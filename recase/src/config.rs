//! Configuration loaded from `recase.toml`.
//!
//! ```toml
//! [defaults]
//! case = "camel"
//! json = false
//! ```

use std::path::{Path, PathBuf};

use miette::{Diagnostic, NamedSource, SourceSpan};
use recase_core::Case;
use serde::Deserialize;
use thiserror::Error;

/// Default config file name, looked up in the working directory.
pub const CONFIG_FILE: &str = "recase.toml";

/// Result type for config operations (boxed to reduce size on stack)
pub type Result<T> = std::result::Result<T, Box<Error>>;

#[derive(Debug, Error, Diagnostic)]
pub enum Error {
    #[error("failed to read '{path}'")]
    #[diagnostic(help("omit --config to run with built-in defaults"))]
    Io {
        path: PathBuf,
        #[source]
        source: std::io::Error,
    },

    #[error("failed to parse {filename}")]
    #[diagnostic(
        code(recase::config_parse_error),
        help("valid cases are: camel, pascal, kebab, dot")
    )]
    Parse {
        filename: String,
        #[source_code]
        src: NamedSource<String>,
        #[label("parse error here")]
        span: Option<SourceSpan>,
        #[source]
        source: toml::de::Error,
    },
}

impl Error {
    /// Create a parse error from a toml error with source context
    pub fn parse(source: toml::de::Error, src: &str, filename: &str) -> Box<Self> {
        let span = source.span().map(SourceSpan::from);
        Box::new(Error::Parse {
            filename: filename.to_string(),
            src: NamedSource::new(filename, src.to_string()),
            span,
            source,
        })
    }
}

/// Root of `recase.toml`.
#[derive(Debug, Clone, Default, PartialEq, Eq, Deserialize)]
#[serde(deny_unknown_fields)]
pub struct Config {
    /// Defaults applied when a flag is not given on the command line.
    #[serde(default)]
    pub defaults: Defaults,
}

#[derive(Debug, Clone, PartialEq, Eq, Deserialize)]
#[serde(deny_unknown_fields)]
pub struct Defaults {
    /// Target case for `convert` and `check`.
    #[serde(default = "default_case")]
    pub case: Case,

    /// Parse inputs as JSON values.
    #[serde(default)]
    pub json: bool,
}

fn default_case() -> Case {
    Case::Kebab
}

impl Default for Defaults {
    fn default() -> Self {
        Self {
            case: default_case(),
            json: false,
        }
    }
}

impl Config {
    /// Parse config content, using `filename` in diagnostics.
    pub fn from_str_with_filename(content: &str, filename: &str) -> Result<Self> {
        toml::from_str(content).map_err(|e| Error::parse(e, content, filename))
    }

    /// Open and parse a config file.
    pub fn open(path: impl AsRef<Path>) -> Result<Self> {
        let path = path.as_ref();
        let content = std::fs::read_to_string(path).map_err(|e| {
            Box::new(Error::Io {
                path: path.to_path_buf(),
                source: e,
            })
        })?;
        Self::from_str_with_filename(&content, &path.display().to_string())
    }

    /// Resolve the config for a run.
    ///
    /// An explicit path must exist. Without one, `recase.toml` in `dir` is
    /// used if present, built-in defaults otherwise.
    pub fn discover(explicit: Option<&Path>, dir: &Path) -> Result<Self> {
        if let Some(path) = explicit {
            tracing::debug!("loading config from {}", path.display());
            return Self::open(path);
        }

        let path = dir.join(CONFIG_FILE);
        if path.is_file() {
            tracing::debug!("loading config from {}", path.display());
            Self::open(&path)
        } else {
            tracing::debug!("no {} found, using defaults", CONFIG_FILE);
            Ok(Self::default())
        }
    }
}
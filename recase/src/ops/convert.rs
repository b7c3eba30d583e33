//! Convert operation - case conversion of every input.

use eyre::{Result, WrapErr};
use recase_core::Case;

use crate::reports::ConvertReport;

/// Execute the convert operation.
///
/// With `json` set, each input is parsed as a JSON value before
/// conversion, so `null` converts to an empty string and non-text values
/// are rejected.
pub fn convert(inputs: &[String], case: Case, json: bool) -> Result<ConvertReport> {
    let outputs = inputs
        .iter()
        .map(|input| convert_one(input, case, json))
        .collect::<Result<Vec<_>>>()?;

    Ok(ConvertReport { case, outputs })
}

fn convert_one(input: &str, case: Case, json: bool) -> Result<String> {
    if !json {
        return Ok(case.apply(input));
    }

    let value: serde_json::Value = serde_json::from_str(input)
        .wrap_err_with(|| format!("invalid JSON input '{}'", input))?;
    Ok(case.convert(&value)?)
}
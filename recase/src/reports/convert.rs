//! Convert command report data structures.

use recase_core::Case;

use super::output::{Output, Report};

/// Converted values, one per input, in input order.
#[derive(Debug)]
pub struct ConvertReport {
    /// Target case.
    pub case: Case,
    /// Converted outputs.
    pub outputs: Vec<String>,
}

impl Report for ConvertReport {
    fn render(&self, out: &mut dyn Output) {
        for output in &self.outputs {
            out.preformatted(output);
        }
    }
}
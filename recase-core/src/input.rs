//! Loosely-typed converter input.
//!
//! Callers holding dynamic data (JSON documents, optional fields) hand it
//! over as an [`Input`]; the converter decides what is convertible.

use std::fmt;

/// A value handed to [`Case::convert`](crate::Case::convert).
#[derive(Debug, Clone, Copy, PartialEq, Eq)]
pub enum Input<'a> {
    /// Null or undefined. Converts to an empty string.
    Missing,
    /// Text to convert.
    Text(&'a str),
    /// Anything else. Always rejected.
    Other(ValueKind),
}

/// The type of a non-text input, as reported in errors.
#[derive(Debug, Clone, Copy, PartialEq, Eq, Hash)]
pub enum ValueKind {
    Number,
    Boolean,
    Array,
    Object,
}

impl ValueKind {
    /// Returns the type name as a static string.
    pub fn as_str(&self) -> &'static str {
        match self {
            ValueKind::Number => "number",
            ValueKind::Boolean => "boolean",
            ValueKind::Array => "array",
            ValueKind::Object => "object",
        }
    }
}

impl fmt::Display for ValueKind {
    fn fmt(&self, f: &mut fmt::Formatter<'_>) -> fmt::Result {
        write!(f, "{}", self.as_str())
    }
}

impl<'a> From<&'a str> for Input<'a> {
    fn from(s: &'a str) -> Self {
        Input::Text(s)
    }
}

impl<'a> From<&'a String> for Input<'a> {
    fn from(s: &'a String) -> Self {
        Input::Text(s)
    }
}

impl<'a> From<Option<&'a str>> for Input<'a> {
    fn from(s: Option<&'a str>) -> Self {
        s.map_or(Input::Missing, Input::Text)
    }
}

impl<'a> From<&'a serde_json::Value> for Input<'a> {
    fn from(value: &'a serde_json::Value) -> Self {
        use serde_json::Value;

        match value {
            Value::Null => Input::Missing,
            Value::String(s) => Input::Text(s),
            Value::Number(_) => Input::Other(ValueKind::Number),
            Value::Bool(_) => Input::Other(ValueKind::Boolean),
            Value::Array(_) => Input::Other(ValueKind::Array),
            Value::Object(_) => Input::Other(ValueKind::Object),
        }
    }
}

macro_rules! impl_from_scalar {
    ($kind:expr => $($ty:ty),+) => {
        $(
            impl From<$ty> for Input<'_> {
                fn from(_: $ty) -> Self {
                    Input::Other($kind)
                }
            }
        )+
    };
}

impl_from_scalar!(ValueKind::Number => i32, i64, u32, u64, f32, f64);
impl_from_scalar!(ValueKind::Boolean => bool);
use std::io;

use clap::{Args, CommandFactory};
use eyre::Result;

use super::Cli;

#[derive(Args)]
pub struct CompletionsCommand {
    /// Shell to generate completions for
    shell: clap_complete::Shell,
}

impl CompletionsCommand {
    pub fn run(&self) -> Result<()> {
        let mut cmd = Cli::command();
        clap_complete::generate(self.shell, &mut cmd, "recase", &mut io::stdout());
        Ok(())
    }
}
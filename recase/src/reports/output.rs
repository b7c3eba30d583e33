//! Output trait for rendering reports to different formats.

/// Target output for reports.
///
/// Reports describe *what* to output using these semantic methods.
/// Implementations decide *how* to render.
pub trait Output {
    /// Render a title/header.
    fn title(&mut self, text: &str);

    /// Render a key-value pair.
    fn key_value(&mut self, key: &str, value: &str);

    /// Render a passing item.
    fn ok_item(&mut self, text: &str);

    /// Render a failing item.
    fn failed_item(&mut self, text: &str);

    /// Render a block of preformatted text.
    fn preformatted(&mut self, text: &str);

    /// Render a blank line.
    fn newline(&mut self);
}

/// A report that can render itself to an output.
pub trait Report {
    /// Render this report to the given output.
    fn render(&self, out: &mut dyn Output);
}

/// Terminal output implementation.
pub struct TerminalOutput;

impl TerminalOutput {
    pub fn new() -> Self {
        Self
    }
}

impl Default for TerminalOutput {
    fn default() -> Self {
        Self::new()
    }
}

impl Output for TerminalOutput {
    fn title(&mut self, text: &str) {
        println!("{}", text);
        println!("{}", "=".repeat(text.chars().count()));
    }

    fn key_value(&mut self, key: &str, value: &str) {
        println!("{}: {}", key, value);
    }

    fn ok_item(&mut self, text: &str) {
        println!("  ✓ {}", text);
    }

    fn failed_item(&mut self, text: &str) {
        println!("  ✗ {}", text);
    }

    fn preformatted(&mut self, text: &str) {
        println!("{}", text);
    }

    fn newline(&mut self) {
        println!();
    }
}

/// Collects rendered lines in memory, mirroring [`TerminalOutput`].
#[cfg(test)]
#[derive(Debug, Default)]
pub struct BufferOutput {
    lines: Vec<String>,
}

#[cfg(test)]
impl BufferOutput {
    pub fn render(report: &dyn Report) -> String {
        let mut out = Self::default();
        report.render(&mut out);
        out.lines.join("\n")
    }
}

#[cfg(test)]
impl Output for BufferOutput {
    fn title(&mut self, text: &str) {
        self.lines.push(text.to_string());
        self.lines.push("=".repeat(text.chars().count()));
    }

    fn key_value(&mut self, key: &str, value: &str) {
        self.lines.push(format!("{}: {}", key, value));
    }

    fn ok_item(&mut self, text: &str) {
        self.lines.push(format!("  ✓ {}", text));
    }

    fn failed_item(&mut self, text: &str) {
        self.lines.push(format!("  ✗ {}", text));
    }

    fn preformatted(&mut self, text: &str) {
        self.lines.push(text.to_string());
    }

    fn newline(&mut self) {
        self.lines.push(String::new());
    }
}
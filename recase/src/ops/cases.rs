//! Cases operation - lists supported cases.

use recase_core::Case;

use crate::reports::{CaseRow, CasesReport};

/// Sample shown when no example is given.
pub const DEFAULT_EXAMPLE: &str = "XMLHttpRequest version 2";

/// Execute the cases operation.
pub fn cases(example: &str) -> CasesReport {
    let rows = Case::ALL
        .iter()
        .map(|&case| CaseRow {
            case,
            joiner: case.joiner(),
            output: case.apply(example),
        })
        .collect();

    CasesReport {
        example: example.to_string(),
        rows,
    }
}
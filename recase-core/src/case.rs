//! Case styles and the converters built on top of [`split_words`].

use std::{fmt, str::FromStr};

use serde::{Deserialize, Serialize};

use crate::{Error, Input, Result, words::split_words};

/// Supported case styles.
#[derive(Debug, Clone, Copy, PartialEq, Eq, Hash, Deserialize, Serialize)]
#[serde(rename_all = "lowercase")]
pub enum Case {
    /// `helloWorld`
    Camel,
    /// `HelloWorld`
    Pascal,
    /// `hello-world`
    Kebab,
    /// `hello.world`
    Dot,
}

impl Case {
    /// Every supported style, in display order.
    pub const ALL: [Case; 4] = [Case::Camel, Case::Pascal, Case::Kebab, Case::Dot];

    /// Returns the style identifier as a static string.
    pub fn as_str(&self) -> &'static str {
        match self {
            Case::Camel => "camel",
            Case::Pascal => "pascal",
            Case::Kebab => "kebab",
            Case::Dot => "dot",
        }
    }

    /// Name of the free function implementing this style, used in error messages.
    pub fn function_name(&self) -> &'static str {
        match self {
            Case::Camel => "to_camel_case",
            Case::Pascal => "to_pascal_case",
            Case::Kebab => "to_kebab_case",
            Case::Dot => "to_dot_case",
        }
    }

    /// Character placed between words, if any.
    pub fn joiner(&self) -> Option<char> {
        match self {
            Case::Camel | Case::Pascal => None,
            Case::Kebab => Some('-'),
            Case::Dot => Some('.'),
        }
    }

    /// Convert text to this style.
    pub fn apply(self, s: &str) -> String {
        let words = split_words(s);
        match self {
            Case::Camel => words
                .iter()
                .enumerate()
                .map(|(i, w)| if i == 0 { lowercase(w) } else { capitalize(w) })
                .collect(),
            Case::Pascal => words.iter().map(|w| capitalize(w)).collect(),
            Case::Kebab => join_lowercase(&words, "-"),
            Case::Dot => join_lowercase(&words, "."),
        }
    }

    /// Convert a loosely-typed value to this style.
    ///
    /// Missing values convert to an empty string. Values that are neither
    /// text nor missing are rejected rather than coerced.
    pub fn convert<'a>(self, input: impl Into<Input<'a>>) -> Result<String> {
        match input.into() {
            Input::Missing => Ok(String::new()),
            Input::Text(s) => Ok(self.apply(s)),
            Input::Other(received) => Err(Error::InvalidInputType {
                case: self,
                received,
            }),
        }
    }

    /// Check if `s` is non-empty and already written in this style.
    pub fn is_case(self, s: &str) -> bool {
        !s.is_empty() && self.apply(s) == s
    }
}

impl fmt::Display for Case {
    fn fmt(&self, f: &mut fmt::Formatter<'_>) -> fmt::Result {
        write!(f, "{}", self.as_str())
    }
}

impl FromStr for Case {
    type Err = String;

    /// Accepts the short name and the usual spellings of each style,
    /// e.g. `camel`, `camelCase`, `kebab-case`, `dot.case`, `PascalCase`.
    fn from_str(s: &str) -> std::result::Result<Self, Self::Err> {
        let key: String = s
            .chars()
            .filter(|c| !crate::is_separator(*c))
            .flat_map(char::to_lowercase)
            .collect();
        let key = match key.strip_suffix("case") {
            Some(stem) if !stem.is_empty() => stem,
            _ => key.as_str(),
        };
        match key {
            "camel" | "lowercamel" => Ok(Case::Camel),
            "pascal" | "uppercamel" => Ok(Case::Pascal),
            "kebab" => Ok(Case::Kebab),
            "dot" => Ok(Case::Dot),
            _ => Err(format!(
                "unknown case '{}', expected one of: camel, pascal, kebab, dot",
                s
            )),
        }
    }
}

/// Lowercase a word, dropping marks the mapping introduces (`İ` -> `i`).
fn lowercase(word: &str) -> String {
    word.to_lowercase()
        .chars()
        .filter(|c| c.is_alphanumeric())
        .collect()
}

fn capitalize(word: &str) -> String {
    let lower = lowercase(word);
    let mut chars = lower.chars();
    match chars.next() {
        None => String::new(),
        Some(c) => c
            .to_uppercase()
            .filter(|c| c.is_alphanumeric())
            .chain(chars)
            .collect(),
    }
}

fn join_lowercase(words: &[String], sep: &str) -> String {
    words
        .iter()
        .map(|w| lowercase(w))
        .collect::<Vec<_>>()
        .join(sep)
}

/// Convert a string to camelCase (e.g., "hello world" -> "helloWorld")
pub fn to_camel_case(s: &str) -> String {
    Case::Camel.apply(s)
}

/// Convert a string to PascalCase (e.g., "hello_world" -> "HelloWorld")
pub fn to_pascal_case(s: &str) -> String {
    Case::Pascal.apply(s)
}

/// Convert a string to kebab-case (e.g., "HelloWorld" -> "hello-world")
pub fn to_kebab_case(s: &str) -> String {
    Case::Kebab.apply(s)
}

/// Convert a string to dot.case (e.g., "XMLHttpRequest" -> "xml.http.request")
pub fn to_dot_case(s: &str) -> String {
    Case::Dot.apply(s)
}

/// Convert optional text, treating `None` as empty.
pub fn convert_opt(input: Option<&str>, case: Case) -> String {
    input.map(|s| case.apply(s)).unwrap_or_default()
}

ASSIGNMENT -
State the count of lines in the preceding listing that include the string "help". No other words belong in the answer.

RESPONSE -
2